Philip Nord ajoute un mois au récit traditionnel : il ne s’arrête pas à l’armistice du 22 juin 1940 mais aux pleins pouvoirs donnés à Pétain le 10 juillet 1940. Il veut ainsi montrer que le traumatisme de 1940 est au moins autant politique que militaire. Il élargit aussi la vision à laquelle nous sommes habitués en soulignant le rôle des alliés de la France. 1940 ne marque pas la défaite de la France seule, mais celle de tous ses alliés : Angleterre, Belgique et Pays-Bas.

Dès 1935, Paris s'est cherché des alliés pour contrer le nazisme intrinsèquement anti-français alors que l’Angleterre et bien sûr les États-Unis étaient réticents à toute implication dans un conflit.

Après la rupture du « front de Stresa », la France n'a eu d'autre choix que de s’associer avec des pays faibles d’Europe de l’Est (Pologne, Tchécoslovaquie) mais n'a pu faire autrement que de les abandonner quand ils ont été attaqués par l’Allemagne.

Si la France a très tôt pris conscience du danger nazi, ce sont ses alliés, y compris britanniques, qui n'ont pas su voir l’urgence d’une alliance contre l’Allemagne. La France n’est donc pas coupable de manque de volonté ou de manque de visionmais elle a été lente et trop peu déterminée : elle a agi, mais elle a fait trop peu trop tard.

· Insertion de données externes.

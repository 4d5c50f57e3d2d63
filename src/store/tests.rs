use std::collections::HashMap;
use std::sync::Arc;
use std::time::Duration;

use super::memory::MemoryStore;
use super::{CasToken, Expiry, Item, KeyValueStore, StoreError, decode_counter, encode_counter};

#[test]
fn test_cas_token_tracks_value() {
    let a = CasToken::of("k", b"one");
    let b = CasToken::of("k", b"one");
    let c = CasToken::of("k", b"two");

    assert_eq!(a, b);
    assert_ne!(a, c);
}

#[test]
fn test_item_token_matches_value() {
    let item = Item::new("k", b"payload".to_vec());
    assert_eq!(item.token(), &CasToken::of("k", b"payload"));
    assert_eq!(item.value(), b"payload");
}

#[test]
fn test_counter_encoding() {
    assert_eq!(encode_counter(42), b"42".to_vec());
    assert_eq!(decode_counter(b"42"), Some(42));
    assert_eq!(decode_counter(b" 7\r\n"), Some(7));
    assert_eq!(decode_counter(b"-1"), None);
    assert_eq!(decode_counter(b"abc"), None);
    assert_eq!(decode_counter(&[0xff, 0xfe]), None);
}

#[tokio::test]
async fn test_memory_set_get_delete() {
    let store = MemoryStore::new();

    assert!(store.get("k").await.unwrap().is_none());
    assert!(store.set("k", b"v", Expiry::Never).await.unwrap());

    let item = store.get("k").await.unwrap().expect("present");
    assert_eq!(item.value(), b"v");
    assert_eq!(item.token(), &CasToken::of("k", b"v"));

    assert!(store.delete("k").await.unwrap());
    assert!(!store.delete("k").await.unwrap());
    assert!(store.get("k").await.unwrap().is_none());
}

#[tokio::test(start_paused = true)]
async fn test_memory_relative_expiry() {
    let store = MemoryStore::new();
    store.set("k", b"v", Expiry::After(10)).await.unwrap();

    let ttl = store.remaining_ttl("k").expect("present").expect("has ttl");
    assert_eq!(ttl, Duration::from_secs(10));

    tokio::time::advance(Duration::from_secs(9)).await;
    assert!(store.contains("k"));

    tokio::time::advance(Duration::from_secs(2)).await;
    assert!(!store.contains("k"));
    assert!(store.get("k").await.unwrap().is_none());
}

#[tokio::test]
async fn test_memory_never_expiry_has_no_ttl() {
    let store = MemoryStore::new();
    store.set("k", b"v", Expiry::Never).await.unwrap();

    assert_eq!(store.remaining_ttl("k"), Some(None));
    assert_eq!(store.remaining_ttl("absent"), None);
}

#[tokio::test]
async fn test_memory_past_absolute_expiry_removes_key() {
    let store = MemoryStore::new();
    store.set("k", b"old", Expiry::Never).await.unwrap();

    // A timestamp just past the threshold is decades in the past.
    let past = Expiry::from_secs(super::ABSOLUTE_EXPIRY_THRESHOLD_SECS + 1);
    assert!(store.set("k", b"new", past).await.unwrap());
    assert!(!store.contains("k"));
}

#[tokio::test]
async fn test_memory_add_and_replace_preconditions() {
    let store = MemoryStore::new();

    assert!(!store.replace("k", b"v", Expiry::Never).await.unwrap());
    assert!(store.add("k", b"v1", Expiry::Never).await.unwrap());
    assert!(!store.add("k", b"v2", Expiry::Never).await.unwrap());
    assert_eq!(store.peek("k").unwrap(), b"v1");

    assert!(store.replace("k", b"v3", Expiry::Never).await.unwrap());
    assert_eq!(store.peek("k").unwrap(), b"v3");
}

#[tokio::test]
async fn test_memory_cas() {
    let store = MemoryStore::new();
    store.set("k", b"v1", Expiry::Never).await.unwrap();

    let token = *store.get("k").await.unwrap().unwrap().token();
    store.set("k", b"v2", Expiry::Never).await.unwrap();

    assert!(!store.cas(&token, "k", b"v3", Expiry::Never).await.unwrap());

    let fresh = *store.get("k").await.unwrap().unwrap().token();
    assert!(store.cas(&fresh, "k", b"v3", Expiry::Never).await.unwrap());
    assert_eq!(store.peek("k").unwrap(), b"v3");

    assert!(!store.cas(&fresh, "absent", b"x", Expiry::Never).await.unwrap());
}

#[tokio::test]
async fn test_memory_counters() {
    let store = MemoryStore::new();

    assert_eq!(
        store.increment("c", 1, 0, Expiry::Never).await.unwrap(),
        Some(1)
    );
    assert_eq!(
        store.increment("c", 5, 0, Expiry::Never).await.unwrap(),
        Some(6)
    );
    assert_eq!(store.peek("c").unwrap(), b"6");

    assert_eq!(
        store.decrement("c", 10, 0, Expiry::Never).await.unwrap(),
        Some(0)
    );
    assert_eq!(
        store.decrement("fresh", 1, 10, Expiry::Never).await.unwrap(),
        Some(9)
    );
}

#[tokio::test]
async fn test_memory_counter_on_non_numeric_value() {
    let store = MemoryStore::new();
    store.set("c", b"not a number", Expiry::Never).await.unwrap();

    let result = store.increment("c", 1, 0, Expiry::Never).await;
    assert!(matches!(result, Err(StoreError::NotACounter { ref key }) if key == "c"));
}

#[tokio::test(start_paused = true)]
async fn test_memory_counter_keeps_deadline() {
    let store = MemoryStore::new();
    store.increment("c", 1, 0, Expiry::After(10)).await.unwrap();

    tokio::time::advance(Duration::from_secs(5)).await;
    store.increment("c", 1, 0, Expiry::After(100)).await.unwrap();

    let ttl = store.remaining_ttl("c").unwrap().unwrap();
    assert_eq!(ttl, Duration::from_secs(5));
}

#[tokio::test(start_paused = true)]
async fn test_memory_touch() {
    let store = MemoryStore::new();

    assert!(!store.touch("k", Expiry::After(10)).await.unwrap());

    store.set("k", b"v", Expiry::After(5)).await.unwrap();
    assert!(store.touch("k", Expiry::After(60)).await.unwrap());

    tokio::time::advance(Duration::from_secs(30)).await;
    assert_eq!(store.peek("k").unwrap(), b"v");
}

#[tokio::test]
async fn test_memory_multi_operations() {
    let store = MemoryStore::new();
    let items: HashMap<String, Vec<u8>> = [
        ("a".to_string(), b"1".to_vec()),
        ("b".to_string(), b"2".to_vec()),
    ]
    .into_iter()
    .collect();

    let results = store.set_multi(&items, Expiry::Never).await.unwrap();
    assert!(results.values().all(|ok| *ok));

    let keys = vec!["a".to_string(), "b".to_string(), "c".to_string()];
    let found = store.get_multi(&keys).await.unwrap();
    assert_eq!(found.len(), 2);
    assert_eq!(found["a"], b"1");

    let deleted = store.delete_multi(&keys).await.unwrap();
    assert!(deleted["a"]);
    assert!(deleted["b"]);
    assert!(!deleted["c"]);
}

#[tokio::test]
async fn test_memory_collections_are_isolated_and_memoized() {
    let store = MemoryStore::new();
    store.set("k", b"root", Expiry::Never).await.unwrap();

    let users = store.collection("users").await.unwrap();
    assert!(users.get("k").await.unwrap().is_none());
    users.set("k", b"user", Expiry::Never).await.unwrap();

    let again = store.collection("users").await.unwrap();
    assert_eq!(again.get("k").await.unwrap().unwrap().value(), b"user");
    assert_eq!(store.peek("k").unwrap(), b"root");
}

#[tokio::test]
async fn test_memory_flush_clears_collections() {
    let store = MemoryStore::new();
    store.set("k", b"root", Expiry::Never).await.unwrap();
    let users = store.collection("users").await.unwrap();
    users.set("k", b"user", Expiry::Never).await.unwrap();

    assert!(store.flush().await.unwrap());

    assert!(store.get("k").await.unwrap().is_none());
    assert!(users.get("k").await.unwrap().is_none());
}

#[tokio::test]
async fn test_memory_flush_collection_leaves_parent() {
    let store = MemoryStore::new();
    store.set("k", b"root", Expiry::Never).await.unwrap();
    let users = store.collection("users").await.unwrap();
    users.set("k", b"user", Expiry::Never).await.unwrap();

    users.flush().await.unwrap();

    assert_eq!(store.peek("k").unwrap(), b"root");
}

#[test]
fn test_memory_capacity_and_debug() {
    let store = MemoryStore::with_capacity(42);
    assert_eq!(store.capacity(), 42);
    assert!(store.is_empty());

    let debug = format!("{:?}", store);
    assert!(debug.contains("MemoryStore"));
    assert!(debug.contains("capacity: 42"));
}

const RESET_VALUE: u64 = 1_000_000;

#[tokio::test(flavor = "multi_thread", worker_threads = 4)]
async fn test_memory_set_is_not_lost_under_concurrent_increments() {
    for _ in 0..20 {
        let store = Arc::new(MemoryStore::new());
        store.set("c", b"0", Expiry::Never).await.unwrap();

        let incrementers: Vec<_> = (0..4)
            .map(|_| {
                let store = Arc::clone(&store);
                tokio::spawn(async move {
                    let mut seen = Vec::with_capacity(250);
                    for _ in 0..250 {
                        let value = store.increment("c", 1, 0, Expiry::Never).await.unwrap();
                        seen.push(value.expect("memory counters always update"));
                    }
                    seen
                })
            })
            .collect();

        let writer = {
            let store = Arc::clone(&store);
            tokio::spawn(async move {
                tokio::task::yield_now().await;
                store
                    .set("c", &encode_counter(RESET_VALUE), Expiry::Never)
                    .await
                    .unwrap();
            })
        };

        let mut after_reset = 0u64;
        for handle in futures_util::future::join_all(incrementers).await {
            let seen = handle.unwrap();
            after_reset += seen.iter().filter(|&&v| v > RESET_VALUE).count() as u64;
        }
        writer.await.unwrap();

        // Every increment ordered after the write builds on it, so none of
        // them and not the write itself can be lost.
        let last = decode_counter(&store.peek("c").unwrap()).unwrap();
        assert_eq!(last, RESET_VALUE + after_reset);
    }
}

#[tokio::test(flavor = "multi_thread", worker_threads = 4)]
async fn test_memory_cas_and_delete_do_not_interleave() {
    for _ in 0..50 {
        let store = Arc::new(MemoryStore::new());
        store.set("k", b"v1", Expiry::Never).await.unwrap();
        let token = CasToken::of("k", b"v1");

        let cas = {
            let store = Arc::clone(&store);
            tokio::spawn(async move { store.cas(&token, "k", b"v2", Expiry::Never).await })
        };
        let delete = {
            let store = Arc::clone(&store);
            tokio::spawn(async move { store.delete("k").await })
        };

        let swapped = cas.await.unwrap().unwrap();
        let deleted = delete.await.unwrap().unwrap();

        // Either order ends with the key gone: a CAS that ran first is
        // deleted, and a CAS that ran second finds nothing to swap.
        assert!(deleted);
        assert!(
            store.peek("k").is_none(),
            "value survived delete (cas succeeded: {swapped})"
        );
    }
}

La défaite de 1940 n’est pas celle de la France, c’est aussi et peut-être d’abord celle de la Belgique, des Pays-Bas et de l’Angleterre...

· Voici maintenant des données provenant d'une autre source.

use blake3::Hasher;

/// BLAKE3 fingerprint of a value as seen under a given key.
///
/// Binding the key in keeps tokens from one key from matching another key that
/// happens to hold the same bytes. The full 256-bit output is kept: a
/// truncated collision would let a stale writer win a compare-and-set.
#[inline]
pub fn keyed_fingerprint(key: &str, value: &[u8]) -> [u8; 32] {
    let mut hasher = Hasher::new();
    hasher.update(&(key.len() as u64).to_le_bytes());
    hasher.update(key.as_bytes());
    hasher.update(value);
    *hasher.finalize().as_bytes()
}
//! Key-value store capability shared by every tier and by the layered store.
//!
//! Concrete adapters (Redis, Memcached, Couchbase, SQL) live outside this
//! crate and plug in by implementing [`KeyValueStore`]. [`MemoryStore`] is the
//! in-process reference implementation.

pub mod error;
pub mod expiry;
pub mod factory;
pub mod memory;
#[cfg(any(test, feature = "mock"))]
pub mod mock;

#[cfg(test)]
mod tests;

pub use error::{StoreError, StoreResult};
pub use expiry::{ABSOLUTE_EXPIRY_THRESHOLD_SECS, Expiry};
pub use factory::{ExternalStores, build_store};
pub use memory::MemoryStore;
#[cfg(any(test, feature = "mock"))]
pub use mock::{MockOp, MockStore, OpLog};

use std::collections::HashMap;
use std::sync::Arc;

use async_trait::async_trait;

use crate::hashing::keyed_fingerprint;

/// Opaque compare-and-set token: a fingerprint of the value a read returned.
#[derive(Debug, Clone, Copy, PartialEq, Eq, Hash)]
pub struct CasToken([u8; 32]);

impl CasToken {
    /// Computes the token for `value` as read under `key`.
    #[inline]
    pub fn of(key: &str, value: &[u8]) -> Self {
        Self(keyed_fingerprint(key, value))
    }

    #[inline]
    pub fn as_bytes(&self) -> &[u8; 32] {
        &self.0
    }
}

/// A value returned by a successful read, with its CAS token.
#[derive(Debug, Clone, PartialEq, Eq)]
pub struct Item {
    value: Vec<u8>,
    token: CasToken,
}

impl Item {
    /// Wraps a value read under `key`, computing its token.
    pub fn new(key: &str, value: Vec<u8>) -> Self {
        let token = CasToken::of(key, &value);
        Self { value, token }
    }

    #[inline]
    pub fn value(&self) -> &[u8] {
        &self.value
    }

    #[inline]
    pub fn into_value(self) -> Vec<u8> {
        self.value
    }

    #[inline]
    pub fn token(&self) -> &CasToken {
        &self.token
    }
}

#[async_trait]
/// Key-value capability every tier implements.
///
/// `Ok(None)` and `Ok(false)` are ordinary outcomes (key absent, precondition
/// not met). `Err` means the backend itself failed.
pub trait KeyValueStore: Send + Sync {
    /// Reads one key.
    async fn get(&self, key: &str) -> StoreResult<Option<Item>>;

    /// Reads several keys; absent keys are omitted from the map.
    async fn get_multi(&self, keys: &[String]) -> StoreResult<HashMap<String, Vec<u8>>>;

    /// Stores a value unconditionally.
    async fn set(&self, key: &str, value: &[u8], expire: Expiry) -> StoreResult<bool>;

    /// Stores several values; reports success per key.
    async fn set_multi(
        &self,
        items: &HashMap<String, Vec<u8>>,
        expire: Expiry,
    ) -> StoreResult<HashMap<String, bool>>;

    /// Removes a key. `Ok(false)` if it was not present.
    async fn delete(&self, key: &str) -> StoreResult<bool>;

    /// Removes several keys; reports per key whether it was removed.
    async fn delete_multi(&self, keys: &[String]) -> StoreResult<HashMap<String, bool>>;

    /// Stores a value only if the key is absent.
    async fn add(&self, key: &str, value: &[u8], expire: Expiry) -> StoreResult<bool>;

    /// Stores a value only if the key is present.
    async fn replace(&self, key: &str, value: &[u8], expire: Expiry) -> StoreResult<bool>;

    /// Stores a value only if the current value still matches `token`.
    async fn cas(
        &self,
        token: &CasToken,
        key: &str,
        value: &[u8],
        expire: Expiry,
    ) -> StoreResult<bool>;

    /// Adds `offset` to a counter, creating it with `initial` if absent.
    ///
    /// Returns the new value, or `Ok(None)` if the counter could not be updated.
    async fn increment(
        &self,
        key: &str,
        offset: u64,
        initial: u64,
        expire: Expiry,
    ) -> StoreResult<Option<u64>>;

    /// Subtracts `offset` from a counter (saturating at zero), creating it with
    /// `initial` if absent.
    async fn decrement(
        &self,
        key: &str,
        offset: u64,
        initial: u64,
        expire: Expiry,
    ) -> StoreResult<Option<u64>>;

    /// Updates only the expiry of an existing key.
    async fn touch(&self, key: &str, expire: Expiry) -> StoreResult<bool>;

    /// Removes every key.
    async fn flush(&self) -> StoreResult<bool>;

    /// Returns a store scoped to the named sub-collection.
    async fn collection(&self, name: &str) -> StoreResult<Arc<dyn KeyValueStore>>;
}

/// Encodes a counter the way stores hold plain values (decimal ASCII).
#[inline]
pub fn encode_counter(value: u64) -> Vec<u8> {
    value.to_string().into_bytes()
}

/// Parses a value written by [`encode_counter`].
#[inline]
pub fn decode_counter(value: &[u8]) -> Option<u64> {
    std::str::from_utf8(value).ok()?.trim().parse().ok()
}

Philip Nord détruit aussi le mythe qui voudrait que la France ait été sous-équipée. Déjà sous le Front Populaire, à l'encontre des idées reçues, le réarmement a été sérieusement engagé. Reprenant la thèse de Robert Frank et inversant la formule canonique, il montre que Léon Blum a fait plus pour les canons que pour le beurre.

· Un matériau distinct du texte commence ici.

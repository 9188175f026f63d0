//! Get a new access token with the refresh cookie.

use axum::Json;
use axum::extract::State;
use axum::http::{HeaderName, header};
use axum_extra::extract::cookie::CookieJar;
use uuid::Uuid;

use crate::AppState;
use crate::error::{Result, ServerError};
use crate::router::REFRESH_COOKIE;
use crate::router::login::Response;

/// Handler to renew an access token.
///
/// The presented cookie must match the refresh token stored for the
/// account; a cookie replaced by a newer login no longer refreshes.
pub async fn handler(
    State(state): State<AppState>,
    jar: CookieJar,
) -> Result<([(HeaderName, String); 1], Json<Response>)> {
    let Some(cookie) = jar.get(REFRESH_COOKIE) else {
        tracing::debug!("refresh without cookie");
        return Err(ServerError::Unauthorized);
    };
    let presented = cookie.value();

    let claims = state.token.decode(presented)?;
    let account_id =
        Uuid::parse_str(&claims.sub).map_err(|_| ServerError::Unauthorized)?;

    let Some(account) = state.store.find_by_id(&account_id).await? else {
        return Err(ServerError::NotFound);
    };

    if account.refresh_token.as_deref() != Some(presented) {
        tracing::debug!(account_id = %account.id, "stale refresh token presented");
        return Err(ServerError::Unauthorized);
    }

    let access_token = state.token.create_access(&claims.sub)?;

    Ok((
        [(header::AUTHORIZATION, access_token.clone())],
        Json(Response {
            user: account,
            access_token,
        }),
    ))
}

#[cfg(test)]
mod tests {
    use axum::http::{Method, StatusCode, header};
    use http_body_util::BodyExt;
    use serde_json::json;

    use super::*;
    use crate::router::login::tests::{login, refresh_cookie, register};
    use crate::*;

    fn cookie_header(token: &str) -> String {
        format!("{REFRESH_COOKIE}={token}")
    }

    #[tokio::test]
    async fn test_refresh_handler() {
        let state = router::state();
        let app = app(state.clone());

        register(app.clone()).await;
        let response = login(app.clone()).await;
        let presented = refresh_cookie(&response);

        let login_body =
            response.into_body().collect().await.unwrap().to_bytes();
        let login_body: Response =
            serde_json::from_slice(&login_body).unwrap();

        let response = make_request_with_cookie(
            app,
            Method::POST,
            "/refresh",
            &cookie_header(&presented),
            String::default(),
        )
        .await;
        assert_eq!(response.status(), StatusCode::OK);
        // The refresh cookie itself is not reissued.
        assert!(response.headers().get(header::SET_COOKIE).is_none());

        let header_token = response
            .headers()
            .get(header::AUTHORIZATION)
            .unwrap()
            .to_str()
            .unwrap()
            .to_owned();

        let body = response.into_body().collect().await.unwrap().to_bytes();
        let body: Response = serde_json::from_slice(&body).unwrap();
        assert_eq!(body.access_token, header_token);
        assert_eq!(body.user.id, login_body.user.id);
        assert_ne!(body.access_token, login_body.access_token);

        let claims = state.token.decode(&body.access_token).unwrap();
        assert_eq!(claims.sub, body.user.id.to_string());
    }

    #[tokio::test]
    async fn test_refresh_without_cookie() {
        let state = router::state();
        let app = app(state);

        let response = make_request(
            app,
            Method::POST,
            "/refresh",
            String::default(),
        )
        .await;

        assert_eq!(response.status(), StatusCode::UNAUTHORIZED);
    }

    #[tokio::test]
    async fn test_refresh_with_garbage_cookie() {
        let state = router::state();
        let app = app(state);

        let response = make_request_with_cookie(
            app,
            Method::POST,
            "/refresh",
            &cookie_header("nonsense"),
            String::default(),
        )
        .await;

        assert_eq!(response.status(), StatusCode::UNAUTHORIZED);
    }

    #[tokio::test]
    async fn test_refresh_with_rotated_cookie() {
        let state = router::state();
        let app = app(state);

        register(app.clone()).await;
        let first = refresh_cookie(&login(app.clone()).await);
        let second = refresh_cookie(&login(app.clone()).await);

        // The older cookie was revoked by the second login.
        let response = make_request_with_cookie(
            app.clone(),
            Method::POST,
            "/refresh",
            &cookie_header(&first),
            String::default(),
        )
        .await;
        assert_eq!(response.status(), StatusCode::UNAUTHORIZED);

        let response = make_request_with_cookie(
            app,
            Method::POST,
            "/refresh",
            &cookie_header(&second),
            String::default(),
        )
        .await;
        assert_eq!(response.status(), StatusCode::OK);
    }

    #[tokio::test]
    async fn test_refresh_rejects_access_token() {
        let state = router::state();
        let app = app(state);

        register(app.clone()).await;
        let response = login(app.clone()).await;

        let body = response.into_body().collect().await.unwrap().to_bytes();
        let body: Response = serde_json::from_slice(&body).unwrap();

        // A valid access token is still not the stored refresh token.
        let response = make_request_with_cookie(
            app,
            Method::POST,
            "/refresh",
            &cookie_header(&body.access_token),
            String::default(),
        )
        .await;

        assert_eq!(response.status(), StatusCode::UNAUTHORIZED);
    }

    #[tokio::test]
    async fn test_refresh_unknown_account() {
        let state = router::state();
        let app = app(state.clone());

        // Properly signed refresh token for an account that was never
        // created.
        let token = state
            .token
            .create_refresh(&uuid::Uuid::new_v4().to_string())
            .unwrap();

        let response = make_request_with_cookie(
            app,
            Method::POST,
            "/refresh",
            &cookie_header(&token),
            String::default(),
        )
        .await;

        assert_eq!(response.status(), StatusCode::NOT_FOUND);
    }

    #[tokio::test]
    async fn test_full_session_scenario() {
        let state = router::state();
        let app = app(state);

        // Register, log in, refresh with the handed-out cookie, then a
        // wrong password attempt.
        let response = make_request(
            app.clone(),
            Method::POST,
            "/register",
            json!({
                "firstName": "Ada",
                "lastName": "Lovelace",
                "email": "a@b.com",
                "password": "secret1",
            })
            .to_string(),
        )
        .await;
        assert_eq!(response.status(), StatusCode::CREATED);

        let response = make_request(
            app.clone(),
            Method::POST,
            "/login",
            json!({ "email": "a@b.com", "password": "secret1" }).to_string(),
        )
        .await;
        assert_eq!(response.status(), StatusCode::OK);
        let presented = refresh_cookie(&response);

        let response = make_request_with_cookie(
            app.clone(),
            Method::POST,
            "/refresh",
            &cookie_header(&presented),
            String::default(),
        )
        .await;
        assert_eq!(response.status(), StatusCode::OK);

        let body = response.into_body().collect().await.unwrap().to_bytes();
        let body: Response = serde_json::from_slice(&body).unwrap();
        assert!(!body.access_token.is_empty());

        let response = make_request(
            app,
            Method::POST,
            "/login",
            json!({ "email": "a@b.com", "password": "wrong-password" })
                .to_string(),
        )
        .await;
        assert_eq!(response.status(), StatusCode::UNAUTHORIZED);
    }
}
use tracing_subscriber::layer::SubscriberExt;
use tracing_subscriber::util::SubscriberInitExt;

#[tokio::main]
async fn main() -> Result<(), Box<dyn std::error::Error>> {
    tracing_subscriber::registry()
        .with(
            tracing_subscriber::EnvFilter::try_from_default_env()
                .unwrap_or_else(|_| "folio=info,tower_http=info".into()),
        )
        .with(tracing_subscriber::fmt::layer())
        .init();

    let state = folio::initialize_state().await?;
    let app = folio::app(state);

    let port = std::env::var("PORT")
        .ok()
        .and_then(|port| port.parse::<u16>().ok())
        .unwrap_or(8080);
    let listener = tokio::net::TcpListener::bind(("0.0.0.0", port)).await?;

    tracing::info!(%port, "folio started");

    axum::serve(listener, app)
        .with_graceful_shutdown(shutdown_signal())
        .await?;

    Ok(())
}

async fn shutdown_signal() {
    let ctrl_c = async {
        tokio::signal::ctrl_c()
            .await
            .expect("failed to install Ctrl+C handler");
    };

    #[cfg(unix)]
    let terminate = async {
        tokio::signal::unix::signal(tokio::signal::unix::SignalKind::terminate())
            .expect("failed to install signal handler")
            .recv()
            .await;
    };

    #[cfg(not(unix))]
    let terminate = std::future::pending::<()>();

    tokio::select! {
        _ = ctrl_c => {},
        _ = terminate => {},
    }

    tracing::info!("shutting down");
}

Au début de la guerre, la France à elle seule avait un équipement comparable, voire meilleur pour la flotte, à celui de l’Allemagne, sauf en ce qui concerne l’aviation. Avec l'Angleterre, elle alignait davantage de divisions que la Wehrmacht !

Il manquait toutefois aux alliés des pièces de rechange de sorte que certains avions français ont dû rester au sol, loin du front, pour ne pas être bombardés. Plus que le manque d’équipement, c'est plutôt le manque de coordination internationale qui est responsable de la défaite.

Des occasions manquées

Comme pour les avions auxquels il pouvait manquer une simple pièce, la défaite s’est jouée principalement sur des détails.

Philip Nord approuve l’analyse de l'historien et combattant Marc Bloch (L'Étrange défaite, 1940) sur le manque d’imagination des généraux français qui seraient restés bloqués dans l’idée d’une guerre de position alors qu’on était passé à une guerre de mouvement.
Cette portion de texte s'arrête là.